*Aim of the exercise*. From the data below, return each line in which the string "writer" is found.

[Stored data]
= = =
//! [`SqliteStore`], the SQLite implementation of [`Catalog`].

use std::path::Path;

use museum_core::{
  catalog::Catalog,
  graph::{ExhibitOverview, MuseumDetail, PersonDetail},
  model::{
    City, Country, Exhibit, ExhibitType, Museum, NewExhibit, NewMuseum,
    NewPerson, Person, Table,
  },
};
use rusqlite::{Connection, TransactionBehavior};

use crate::{
  encode::{
    RawExhibit, RawMuseum, RawMuseumRow, RawOverviewRow, RawPerson,
    RawPersonRow, encode_date, read_city, read_country, read_type,
  },
  regroup::{assemble_museum, assemble_overview, assemble_person},
  schema::SCHEMA,
  Error, Result,
};

// ─── Queries ─────────────────────────────────────────────────────────────────

const MUSEUM_GRAPH_SQL: &str = "
  SELECT
    m.id, m.name, m.foundation_date, m.city_id,
    ci.id, ci.name, ci.country_id,
    co.id, co.name,
    e.id, e.release_date, e.title, e.type_id, e.museum_id,
    t.id, t.name
  FROM museum m
  INNER JOIN city ci    ON ci.id = m.city_id
  INNER JOIN country co ON co.id = ci.country_id
  LEFT JOIN exhibit e   ON e.museum_id = m.id
  LEFT JOIN type t      ON t.id = e.type_id
  WHERE m.id = ?1
  ORDER BY e.id";

const PERSON_GRAPH_SQL: &str = "
  SELECT
    p.id, p.name, p.birth_date,
    d.id, d.death,
    c.id, c.name,
    e.id, e.release_date, e.title, e.type_id, e.museum_id,
    t.id, t.name
  FROM person p
  LEFT JOIN death d               ON d.id = p.id
  LEFT JOIN country_to_person ctp ON ctp.person_id = p.id
  LEFT JOIN country c             ON c.id = ctp.country_id
  LEFT JOIN person_to_exhibit pte ON pte.person_id = p.id
  LEFT JOIN exhibit e             ON e.id = pte.exhibit_id
  LEFT JOIN type t                ON t.id = e.type_id
  WHERE p.id = ?1
  ORDER BY c.id, e.id";

const EXHIBITS_OVERVIEW_SQL: &str = "
  SELECT
    e.id, e.release_date, e.title, e.type_id, e.museum_id,
    t.id, t.name,
    m.id, m.name, m.foundation_date, m.city_id,
    p.id, p.name, p.birth_date
  FROM exhibit e
  INNER JOIN type t               ON t.id = e.type_id
  INNER JOIN museum m             ON m.id = e.museum_id
  LEFT JOIN person_to_exhibit pte ON pte.exhibit_id = e.id
  LEFT JOIN person p              ON p.id = pte.person_id
  ORDER BY e.id DESC, p.id";

// ─── Helpers ─────────────────────────────────────────────────────────────────

/// One past the current maximum id of `table`; `1` when the table is empty.
///
/// Called inside an IMMEDIATE transaction by every writer, so the read and
/// the following insert cannot interleave with another writer.
fn allocate_id(conn: &Connection, table: Table) -> rusqlite::Result<i64> {
  let sql = format!("SELECT COALESCE(MAX(id), 0) + 1 FROM {}", table.name());
  conn.query_row(&sql, [], |r| r.get(0))
}

/// Sort and drop duplicate ids from a multi-select form field.
fn distinct(mut ids: Vec<i64>) -> Vec<i64> {
  ids.sort_unstable();
  ids.dedup();
  ids
}

// ─── Store ───────────────────────────────────────────────────────────────────

/// A museum catalog backed by a single SQLite file.
///
/// Clones share the inner connection. Each
/// operation runs inside one `call` closure, which holds the connection for
/// exactly that operation.
#[derive(Clone)]
pub struct SqliteStore {
  conn: tokio_rusqlite::Connection,
}

impl SqliteStore {
  /// Open (or create) a store at `path` and run schema initialisation.
  pub async fn open(path: impl AsRef<Path>) -> Result<Self> {
    let conn = tokio_rusqlite::Connection::open(path).await?;
    let store = Self { conn };
    store.init_schema().await?;
    Ok(store)
  }

  /// Open an in-memory store for tests.
  pub async fn open_in_memory() -> Result<Self> {
    let conn = tokio_rusqlite::Connection::open_in_memory().await?;
    let store = Self { conn };
    store.init_schema().await?;
    Ok(store)
  }

  pub(crate) async fn init_schema(&self) -> Result<()> {
    self
      .conn
      .call(|conn| {
        conn.execute_batch(SCHEMA)?;
        Ok(())
      })
      .await?;
    Ok(())
  }

  /// Run a parameterless query and map every row with `map`.
  async fn select_all<T, F>(&self, sql: &'static str, map: F) -> Result<Vec<T>>
  where
    T: Send + 'static,
    F: Fn(&rusqlite::Row<'_>) -> rusqlite::Result<T> + Send + 'static,
  {
    let rows = self
      .conn
      .call(move |conn| {
        let mut stmt = conn.prepare(sql)?;
        let rows = stmt
          .query_map([], |row| map(row))?
          .collect::<rusqlite::Result<Vec<_>>>()?;
        Ok(rows)
      })
      .await?;
    Ok(rows)
  }

  /// Insert a single `(id, name)` reference row and return its id.
  async fn insert_named(&self, table: Table, name: String) -> Result<i64> {
    let id = self
      .conn
      .call(move |conn| {
        let tx = conn.transaction_with_behavior(TransactionBehavior::Immediate)?;
        let id = allocate_id(&tx, table)?;
        tx.execute(
          &format!("INSERT INTO {} (id, name) VALUES (?1, ?2)", table.name()),
          rusqlite::params![id, name],
        )?;
        tx.commit()?;
        Ok(id)
      })
      .await?;
    Ok(id)
  }
}

// ─── Catalog impl ────────────────────────────────────────────────────────────

impl Catalog for SqliteStore {
  type Error = Error;

  // ── Flat lists ────────────────────────────────────────────────────────────

  async fn list_countries(&self) -> Result<Vec<Country>> {
    self
      .select_all("SELECT id, name FROM country ORDER BY id", |row| {
        read_country(row, 0)
      })
      .await
  }

  async fn list_cities(&self) -> Result<Vec<City>> {
    self
      .select_all("SELECT id, name, country_id FROM city ORDER BY id", |row| {
        read_city(row, 0)
      })
      .await
  }

  async fn list_types(&self) -> Result<Vec<ExhibitType>> {
    self
      .select_all("SELECT id, name FROM type ORDER BY id", |row| read_type(row, 0))
      .await
  }

  async fn list_museums(&self) -> Result<Vec<Museum>> {
    self
      .select_all(
        "SELECT id, name, foundation_date, city_id FROM museum ORDER BY id",
        |row| RawMuseum::read(row, 0),
      )
      .await?
      .into_iter()
      .map(RawMuseum::into_museum)
      .collect()
  }

  async fn list_persons(&self) -> Result<Vec<Person>> {
    self
      .select_all("SELECT id, name, birth_date FROM person ORDER BY id", |row| {
        RawPerson::read(row, 0)
      })
      .await?
      .into_iter()
      .map(RawPerson::into_person)
      .collect()
  }

  async fn list_exhibits(&self) -> Result<Vec<Exhibit>> {
    self
      .select_all(
        "SELECT id, release_date, title, type_id, museum_id FROM exhibit ORDER BY id",
        |row| RawExhibit::read(row, 0),
      )
      .await?
      .into_iter()
      .map(RawExhibit::into_exhibit)
      .collect()
  }

  // ── Graphs ────────────────────────────────────────────────────────────────

  async fn get_museum(&self, id: i64) -> Result<MuseumDetail> {
    tracing::debug!(id, "loading museum graph");

    let raws: Vec<RawMuseumRow> = self
      .conn
      .call(move |conn| {
        let mut stmt = conn.prepare(MUSEUM_GRAPH_SQL)?;
        let rows = stmt
          .query_map(rusqlite::params![id], RawMuseumRow::read)?
          .collect::<rusqlite::Result<Vec<_>>>()?;
        Ok(rows)
      })
      .await?;

    let rows = raws
      .into_iter()
      .map(RawMuseumRow::into_row)
      .collect::<Result<Vec<_>>>()?;

    assemble_museum(rows).ok_or(Error::MuseumNotFound(id))
  }

  async fn get_person(&self, id: i64) -> Result<PersonDetail> {
    tracing::debug!(id, "loading person graph");

    let raws: Vec<RawPersonRow> = self
      .conn
      .call(move |conn| {
        let mut stmt = conn.prepare(PERSON_GRAPH_SQL)?;
        let rows = stmt
          .query_map(rusqlite::params![id], RawPersonRow::read)?
          .collect::<rusqlite::Result<Vec<_>>>()?;
        Ok(rows)
      })
      .await?;

    let rows = raws
      .into_iter()
      .map(RawPersonRow::into_row)
      .collect::<Result<Vec<_>>>()?;

    assemble_person(rows).ok_or(Error::PersonNotFound(id))
  }

  async fn exhibits_overview(&self) -> Result<Vec<ExhibitOverview>> {
    let raws = self.select_all(EXHIBITS_OVERVIEW_SQL, RawOverviewRow::read).await?;

    let rows = raws
      .into_iter()
      .map(RawOverviewRow::into_row)
      .collect::<Result<Vec<_>>>()?;

    Ok(assemble_overview(rows))
  }

  // ── Ids ───────────────────────────────────────────────────────────────────

  async fn next_id(&self, table: Table) -> Result<i64> {
    let id = self
      .conn
      .call(move |conn| Ok(allocate_id(conn, table)?))
      .await?;
    Ok(id)
  }

  // ── Reference data ────────────────────────────────────────────────────────

  async fn insert_country(&self, name: String) -> Result<Country> {
    let id = self.insert_named(Table::Country, name.clone()).await?;
    Ok(Country { id, name })
  }

  async fn insert_city(&self, name: String, country_id: i64) -> Result<City> {
    let city_name = name.clone();
    let id = self
      .conn
      .call(move |conn| {
        let tx = conn.transaction_with_behavior(TransactionBehavior::Immediate)?;
        let id = allocate_id(&tx, Table::City)?;
        tx.execute(
          "INSERT INTO city (id, name, country_id) VALUES (?1, ?2, ?3)",
          rusqlite::params![id, city_name, country_id],
        )?;
        tx.commit()?;
        Ok(id)
      })
      .await?;
    Ok(City { id, name, country_id })
  }

  async fn insert_type(&self, name: String) -> Result<ExhibitType> {
    let id = self.insert_named(Table::Type, name.clone()).await?;
    Ok(ExhibitType { id, name })
  }

  // ── Create flows ──────────────────────────────────────────────────────────

  async fn create_museum(&self, input: NewMuseum) -> Result<Museum> {
    let name = input.name.clone();
    let date_str = encode_date(input.foundation_date);
    let city_id = input.city_id;

    let id = self
      .conn
      .call(move |conn| {
        let tx = conn.transaction_with_behavior(TransactionBehavior::Immediate)?;
        let id = allocate_id(&tx, Table::Museum)?;
        tx.execute(
          "INSERT INTO museum (id, name, foundation_date, city_id)
           VALUES (?1, ?2, ?3, ?4)",
          rusqlite::params![id, name, date_str, city_id],
        )?;
        tx.commit()?;
        Ok(id)
      })
      .await?;

    tracing::info!(id, name = %input.name, "museum created");
    Ok(Museum {
      id,
      name: input.name,
      foundation_date: input.foundation_date,
      city_id,
    })
  }

  async fn create_person(&self, input: NewPerson) -> Result<Person> {
    let name       = input.name.clone();
    let birth_str  = encode_date(input.birth_date);
    let death_str  = input.death.map(encode_date);
    let countries  = distinct(input.countries);
    let exhibits   = distinct(input.exhibits);

    let id = self
      .conn
      .call(move |conn| {
        let tx = conn.transaction_with_behavior(TransactionBehavior::Immediate)?;
        let id = allocate_id(&tx, Table::Person)?;
        tx.execute(
          "INSERT INTO person (id, name, birth_date) VALUES (?1, ?2, ?3)",
          rusqlite::params![id, name, birth_str],
        )?;
        if let Some(death) = death_str {
          tx.execute(
            "INSERT INTO death (id, death) VALUES (?1, ?2)",
            rusqlite::params![id, death],
          )?;
        }
        {
          let mut stmt = tx.prepare(
            "INSERT INTO country_to_person (country_id, person_id) VALUES (?1, ?2)",
          )?;
          for country_id in &countries {
            stmt.execute(rusqlite::params![country_id, id])?;
          }
          let mut stmt = tx.prepare(
            "INSERT INTO person_to_exhibit (person_id, exhibit_id) VALUES (?1, ?2)",
          )?;
          for exhibit_id in &exhibits {
            stmt.execute(rusqlite::params![id, exhibit_id])?;
          }
        }
        tx.commit()?;
        Ok(id)
      })
      .await?;

    tracing::info!(id, name = %input.name, "person created");
    Ok(Person { id, name: input.name, birth_date: input.birth_date })
  }

  async fn create_exhibit(&self, input: NewExhibit) -> Result<Exhibit> {
    let title     = input.title.clone();
    let date_str  = encode_date(input.release_date);
    let type_id   = input.type_id;
    let museum_id = input.museum_id;
    let persons   = distinct(input.persons);

    let id = self
      .conn
      .call(move |conn| {
        let tx = conn.transaction_with_behavior(TransactionBehavior::Immediate)?;
        let id = allocate_id(&tx, Table::Exhibit)?;
        tx.execute(
          "INSERT INTO exhibit (id, release_date, title, type_id, museum_id)
           VALUES (?1, ?2, ?3, ?4, ?5)",
          rusqlite::params![id, date_str, title, type_id, museum_id],
        )?;
        {
          let mut stmt = tx.prepare(
            "INSERT INTO person_to_exhibit (person_id, exhibit_id) VALUES (?1, ?2)",
          )?;
          for person_id in &persons {
            stmt.execute(rusqlite::params![person_id, id])?;
          }
        }
        tx.commit()?;
        Ok(id)
      })
      .await?;

    tracing::info!(id, title = %input.title, "exhibit created");
    Ok(Exhibit {
      id,
      release_date: input.release_date,
      title: input.title,
      type_id,
      museum_id,
    })
  }
}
= = =
*Answer box*.
/// Called inside an IMMEDIATE transaction by every writer, so the read and
/// the following insert cannot interleave with another writer.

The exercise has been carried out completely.